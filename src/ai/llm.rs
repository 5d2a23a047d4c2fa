//! Text-completion client with multi-provider support (Gemini, OpenAI-compatible)

use async_trait::async_trait;
use reqwest::Client;
use serde::{Deserialize, Serialize};
use serde_json::{json, Value};
use std::sync::Arc;
use std::time::Duration;
use thiserror::Error;
use tracing::{debug, error, warn};

const GEMINI_BASE_URL: &str =
    "https://generativelanguage.googleapis.com/v1beta/models/gemini-1.5-flash:generateContent";
const OPENROUTER_BASE_URL: &str = "https://openrouter.ai/api/v1";

/// Reply text used when Gemini answers without any candidate text
pub const GEMINI_EMPTY_REPLY: &str = "No response from Gemini";

/// Status reported for failures that never produced an HTTP response
const TRANSPORT_FAILURE_STATUS: u16 = 502;

/// Errors from a single completion call
#[derive(Error, Debug)]
pub enum CompletionError {
    #[error("API returned error {status}: {body}")]
    Status { status: u16, body: String },

    #[error("Failed to call completion API: {0}")]
    Transport(#[from] reqwest::Error),

    #[error("Invalid completion response: {0}")]
    InvalidResponse(String),

    #[error("No API key configured for {0}")]
    MissingApiKey(&'static str),
}

impl CompletionError {
    /// HTTP-style status code for the failure, when one applies
    pub fn status(&self) -> Option<u16> {
        match self {
            CompletionError::Status { status, .. } => Some(*status),
            CompletionError::Transport(e) => {
                Some(e.status().map(|s| s.as_u16()).unwrap_or(TRANSPORT_FAILURE_STATUS))
            }
            CompletionError::InvalidResponse(_) => Some(TRANSPORT_FAILURE_STATUS),
            CompletionError::MissingApiKey(_) => None,
        }
    }
}

/// A text-in, text-out completion backend
#[cfg_attr(test, mockall::automock)]
#[async_trait]
pub trait TextCompletion: Send + Sync {
    /// Run one completion. Attempted exactly once, never retried.
    async fn complete(&self, prompt: &str) -> Result<String, CompletionError>;
}

// ============ Provider Configuration ============

/// Wire dialect spoken by the provider
#[derive(Debug, Clone, Copy, PartialEq, Eq, Serialize, Deserialize)]
#[serde(rename_all = "snake_case")]
pub enum ProviderKind {
    /// Google Generative Language `generateContent`
    Gemini,
    /// OpenRouter and other `/chat/completions` providers
    OpenAiCompatible,
}

impl ProviderKind {
    pub fn name(&self) -> &'static str {
        match self {
            ProviderKind::Gemini => "gemini",
            ProviderKind::OpenAiCompatible => "openai_compatible",
        }
    }
}

/// Configuration for a completion provider
#[derive(Debug, Clone)]
pub struct ProviderConfig {
    pub kind: ProviderKind,
    /// Full endpoint for Gemini, API base for OpenAI-compatible providers
    pub base_url: String,
    pub api_key: String,
    /// Ignored by Gemini, whose model is part of the URL
    pub model: String,
    pub temperature: f32,
    pub max_output_tokens: u32,
    pub timeout: Duration,
}

impl ProviderConfig {
    /// Gemini provider at the default endpoint
    pub fn gemini(api_key: String) -> Self {
        Self {
            kind: ProviderKind::Gemini,
            base_url: GEMINI_BASE_URL.to_string(),
            api_key,
            model: String::new(),
            temperature: 0.7,
            max_output_tokens: 1024,
            timeout: Duration::from_secs(30),
        }
    }

    /// OpenRouter provider with the given model
    pub fn openrouter(api_key: String, model: impl Into<String>) -> Self {
        Self {
            kind: ProviderKind::OpenAiCompatible,
            base_url: OPENROUTER_BASE_URL.to_string(),
            api_key,
            model: model.into(),
            temperature: 0.7,
            max_output_tokens: 1024,
            timeout: Duration::from_secs(30),
        }
    }

    /// Build from the `[llm]` config section
    pub fn from_config(config: &crate::config::LlmConfig) -> Result<Self, CompletionError> {
        let api_key = config
            .resolve_api_key()
            .ok_or(CompletionError::MissingApiKey(config.provider.name()))?;
        let mut provider = match config.provider {
            ProviderKind::Gemini => Self::gemini(api_key),
            ProviderKind::OpenAiCompatible => Self::openrouter(api_key, config.model.clone()),
        };
        if let Some(url) = &config.base_url {
            provider.base_url = url.clone();
        }
        provider.temperature = config.temperature;
        provider.max_output_tokens = config.max_output_tokens;
        provider.timeout = Duration::from_secs(config.timeout_secs);
        Ok(provider)
    }
}

/// HTTP completion client
#[derive(Clone)]
pub struct LlmClient {
    client: Arc<Client>,
    provider: ProviderConfig,
}

impl LlmClient {
    pub fn new(provider: ProviderConfig) -> Result<Self, CompletionError> {
        let client = Client::builder().timeout(provider.timeout).build()?;
        Ok(Self {
            client: Arc::new(client),
            provider,
        })
    }

    /// Create client from the loaded configuration
    pub fn from_config(config: &crate::config::Config) -> Result<Self, CompletionError> {
        Self::new(ProviderConfig::from_config(&config.llm)?)
    }

    pub fn provider(&self) -> &ProviderConfig {
        &self.provider
    }

    /// Send a short test prompt and report whether a usable reply came back
    pub async fn test_connection(&self) -> bool {
        match self.complete("Say 'Hello, World!' if you can hear me.").await {
            Ok(reply) => !reply.starts_with("Error"),
            Err(e) => {
                error!("Completion API connection test failed: {}", e);
                false
            }
        }
    }

    async fn complete_gemini(&self, prompt: &str) -> Result<String, CompletionError> {
        let body = json!({
            "contents": [{ "parts": [{ "text": prompt }] }],
            "generationConfig": {
                "temperature": self.provider.temperature,
                "maxOutputTokens": self.provider.max_output_tokens,
            }
        });

        let response = self
            .client
            .post(&self.provider.base_url)
            .query(&[("key", self.provider.api_key.as_str())])
            .json(&body)
            .send()
            .await?;

        let raw = read_success_body(response).await?;
        Ok(extract_gemini_text(&raw))
    }

    async fn complete_chat(&self, prompt: &str) -> Result<String, CompletionError> {
        let body = json!({
            "model": self.provider.model,
            "messages": [{ "role": "user", "content": prompt }],
            "temperature": self.provider.temperature,
            "max_tokens": self.provider.max_output_tokens,
        });

        let response = self
            .client
            .post(format!("{}/chat/completions", self.provider.base_url))
            .header("Authorization", format!("Bearer {}", self.provider.api_key))
            .json(&body)
            .send()
            .await?;

        let raw = read_success_body(response).await?;
        extract_chat_text(&raw)
    }
}

#[async_trait]
impl TextCompletion for LlmClient {
    async fn complete(&self, prompt: &str) -> Result<String, CompletionError> {
        debug!(provider = self.provider.kind.name(), "Sending completion request");
        match self.provider.kind {
            ProviderKind::Gemini => self.complete_gemini(prompt).await,
            ProviderKind::OpenAiCompatible => self.complete_chat(prompt).await,
        }
    }
}

/// Completion backend used when no API key is configured; every call fails
/// with [`CompletionError::MissingApiKey`].
#[derive(Debug, Clone, Copy)]
pub struct UnconfiguredCompletion {
    provider: ProviderKind,
}

impl UnconfiguredCompletion {
    pub fn new(provider: ProviderKind) -> Self {
        Self { provider }
    }
}

#[async_trait]
impl TextCompletion for UnconfiguredCompletion {
    async fn complete(&self, _prompt: &str) -> Result<String, CompletionError> {
        Err(CompletionError::MissingApiKey(self.provider.name()))
    }
}

async fn read_success_body(response: reqwest::Response) -> Result<Value, CompletionError> {
    let status = response.status();
    if !status.is_success() {
        let body = response.text().await.unwrap_or_else(|_| "No error body".to_string());
        error!("Completion API call failed with status: {} - Response: {}", status, body);
        return Err(CompletionError::Status {
            status: status.as_u16(),
            body,
        });
    }

    let text = response.text().await?;
    serde_json::from_str(&text).map_err(|e| {
        CompletionError::InvalidResponse(format!("{} (body: {})", e, truncate(&text, 500)))
    })
}

/// Text of the first part of the first Gemini candidate
pub fn extract_gemini_text(raw: &Value) -> String {
    let text = raw
        .get("candidates")
        .and_then(|c| c.as_array())
        .and_then(|arr| arr.first())
        .and_then(|candidate| candidate.get("content"))
        .and_then(|content| content.get("parts"))
        .and_then(|parts| parts.as_array())
        .and_then(|arr| arr.first())
        .and_then(|part| part.get("text"))
        .and_then(|t| t.as_str());

    match text {
        Some(t) => t.to_string(),
        None => {
            warn!("No valid response from Gemini API");
            GEMINI_EMPTY_REPLY.to_string()
        }
    }
}

/// Message content of the first choice, either a string or text content parts
pub fn extract_chat_text(raw: &Value) -> Result<String, CompletionError> {
    let content = raw
        .get("choices")
        .and_then(|c| c.as_array())
        .and_then(|arr| arr.first())
        .and_then(|choice| choice.get("message"))
        .and_then(|msg| msg.get("content"));

    match content {
        Some(Value::String(s)) => Ok(s.clone()),
        Some(Value::Array(parts)) => Ok(parts
            .iter()
            .filter(|part| part.get("type").and_then(|t| t.as_str()) == Some("text"))
            .filter_map(|part| part.get("text").and_then(|t| t.as_str()))
            .collect::<Vec<_>>()
            .join("")),
        _ => Err(CompletionError::InvalidResponse(
            "response has no choices[0].message.content".to_string(),
        )),
    }
}

/// Truncate to at most `max` bytes without splitting a character
pub fn truncate(s: &str, max: usize) -> &str {
    if s.len() <= max {
        return s;
    }
    let mut end = max;
    while !s.is_char_boundary(end) {
        end -= 1;
    }
    &s[..end]
}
┄┄┄┄┄┄┄┄┄┄
• WHAT IS REQUIRED: Please give the number of lines in the entries above that hold "OpenAiCompatible", with no other text.

• YOUR SOLUTION: 5